Kamis, 25 April 2013

Sepotong cerita disiang hari



Hari ini, saat pulang dari kampus. Tepatnya didekat rel kereta api dekat rumahku, aku bertemu dengan seseorang yang istimewa.  Iya, beruntung sekali aku bertemu dengan penderita down-syndrome  siang ini. Dengan spontan aku menghentikan laju sepeda motorku didekatnya, aku teringat ditasku ada satu botol air minum yang baru aku beli di kampus. Aku meraih tasku dan kemudian menyodorkan air dingin itu kepadanya, dia pun menyambut uluran air minum tersebut. Kemudian dia tersenyum kepadaku. Sepertinya dia masih menunggu aku mengeluarkan sesuatu lagi, mungkin dia berharap aku mengeluarkan makanan untuknya. Akupun kecewa karena aku tidak dapat memenuhi harapannya. Kemudian aku berlalu dengan rasa yang ‘berat’. Tampak beberapa anak kecil yang melihat peristiwa ini dari rel kereta.

Aku melanjutkan perjalananku yang tinggal sedikit lagi untuk menuju kerumah.

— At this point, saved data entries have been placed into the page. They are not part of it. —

//! Lumen Renderer - progressive CPU path tracing
//!
//! A Monte Carlo path tracer that refines an image pass by pass. The image
//! is split into vertical tiles, one per worker thread, and every pass blends
//! one new sample per pixel into a shared gamma-encoded buffer.

mod camera;
mod error;
mod hittable;
mod material;
mod renderer;
mod session;
mod sphere;
mod tile;
mod world;

pub mod sampling;

pub use camera::{Camera, CameraConfig};
pub use error::{RenderError, RenderResult};
pub use hittable::{HitRecord, Hittable, HittableList};
pub use material::{reflect, refract, Dielectric, Lambertian, Material, Metal, ScatterResult};
pub use renderer::{
    gamma_to_linear, linear_to_gamma, ray_color, render_pass, running_mean, sky_gradient,
    BlendFn, PassStatus, RenderConfig, RenderContext, SamplePolicy, T_MIN,
};
pub use session::{worker_seed, RenderSession};
pub use sphere::Sphere;
pub use tile::{generate_tiles, PixelBuffer, Tile, TileCanvas};
pub use world::{build_material, build_world, camera_config};

/// Re-export the math types used throughout the public API
pub use lumen_math::{Aabb, Color, Interval, Point3, Ray, Vec3};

Disepanjang perjalanan aku tidak tenang. Apa yang harus kulakukan untuk orang itu, aku yakin dia pasti lapar. Aku mendengus kesal dalam hatiku, kenapa tadi tidak ada makanan lain di tasku kecuali mi lidi. Tapi aku tidak tega memberinya mi lidi, aku takut dia sakit perut nantinya. Terpikir olehku untuk mengambil makanan dirumah. Ya, dirumah ada nasi meskipun aku tadi hanya memasak sayur tempe karena terburu-buru kekampus.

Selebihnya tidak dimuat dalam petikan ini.